Organizational Exercise Evaluation Guides Exercise Evaluation Guides containing organizational capability targets and critical tasks. These are developed for a specific organization. Improvement Planning During improvement planning, the corrective actions identified during individual exercises are tracked to completion, ensuring that exercises yield tangible preparedness improvements. An effective corrective action program develops IPs that are dynamic documents, which are continually monitored and implemented as part of the larger system of improving preparedness.
National Training Program The National Training Program (NTP) provides an organized approach to training for emergency managers and emergency response providers. The NTP provides policy, guidance, and tools that address training design, development, delivery, and evaluation, as appropriate. The NTP supports the development, promulgation, and regular updating, as necessary, of national voluntary consensus standards for training; and ensure that the training provided under the NTP is consistent with the standards.
FEMA Training Organizations Center for Domestic Preparedness Emergency Management Institute National training and Education Division National Fire Academy
Center for Domestic Preparedness The Center for Domestic Preparedness (CDP) develops and delivers advanced training for emergency response providers, emergency managers, and other government officials from state, local, and tribal governments.

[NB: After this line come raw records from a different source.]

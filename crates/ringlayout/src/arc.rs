use crate::error::RingError;

pub const FULL_CIRCLE_DEGREES: f64 = 360.0;

/// One stroke of a segmented ring border, in degrees.
///
/// Angles follow the painter's convention: 0° points east and sweep grows
/// clockwise in screen space. They are never reduced modulo 360.
#[derive(Debug, Clone, Copy, PartialEq)]
pub struct Segment {
    pub start_degree: f64,
    pub sweep_degree: f64,
}

impl Segment {
    pub fn new(start_degree: f64, sweep_degree: f64) -> Self {
        Self {
            start_degree,
            sweep_degree,
        }
    }

    pub fn end_degree(&self) -> f64 {
        self.start_degree + self.sweep_degree
    }

    pub fn start_radians(&self) -> f64 {
        self.start_degree.to_radians()
    }

    pub fn sweep_radians(&self) -> f64 {
        self.sweep_degree.to_radians()
    }
}

/// Angular length of every segment for `segment_count` arcs separated by
/// `gap_degrees`.
///
/// When the gaps eat the whole circle the length falls back to
/// `360 / gap_degrees - 1`. That value can be anything from huge to
/// negative; callers get it unchanged.
pub fn arc_length(segment_count: usize, gap_degrees: f64) -> Result<f64, RingError> {
    if segment_count < 1 {
        return Err(RingError::invalid("segment count must be at least 1"));
    }
    if !gap_degrees.is_finite() || gap_degrees < 0.0 {
        return Err(RingError::invalid(format!(
            "gap must be a finite, non-negative number of degrees (got {gap_degrees})"
        )));
    }

    let count = segment_count as f64;
    let total_gap = count * gap_degrees;
    let arc = (FULL_CIRCLE_DEGREES - total_gap) / count;
    if arc > 0.0 {
        return Ok(arc);
    }

    // fallback branch divides by the gap
    if gap_degrees == 0.0 {
        return Err(RingError::invalid(
            "gaps fill the circle and the fallback arc length needs a non-zero gap",
        ));
    }
    let fallback = FULL_CIRCLE_DEGREES / gap_degrees - 1.0;
    log::debug!(
        "{segment_count} segments with {gap_degrees}° gaps do not fit, falling back to {fallback}° arcs"
    );
    Ok(fallback)
}

/// Lays out `segment_count` arcs around the circle, starting at 0° and
/// leaving `gap_degrees` after each one.
pub fn layout(segment_count: usize, gap_degrees: f64) -> Result<Vec<Segment>, RingError> {
    let sweep = arc_length(segment_count, gap_degrees)?;
    let step = sweep + gap_degrees;

    Ok((0..segment_count)
        .scan(0.0_f64, |start, _| {
            let segment = Segment::new(*start, sweep);
            *start += step;
            Some(segment)
        })
        .collect())
}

Emergency Management Institute The Emergency Management Institute (EMI) develops and delivers emergency management training to enhance the capabilities of federal, state, local, and tribal government officials, volunteer organizations, and the public and private sectors to minimize the impact of disasters.
National Training and Education Division Training and Exercise Integration/ Training Operations (TEI/TO) offers more than 125 courses to help build critical skills that responders need to function effectively in mass consequence events. Training partners include the National Domestic Preparedness Consortium (NDPC), the Rural Domestic Preparedness Consortium (RDPC), the Naval Postgraduate School (NPS), and Center for Domestic Preparedness (CDP), among others.
National Fire Academy Provides leadership skills and advanced technical training for local fire and emergency services in prevention, preparedness and response.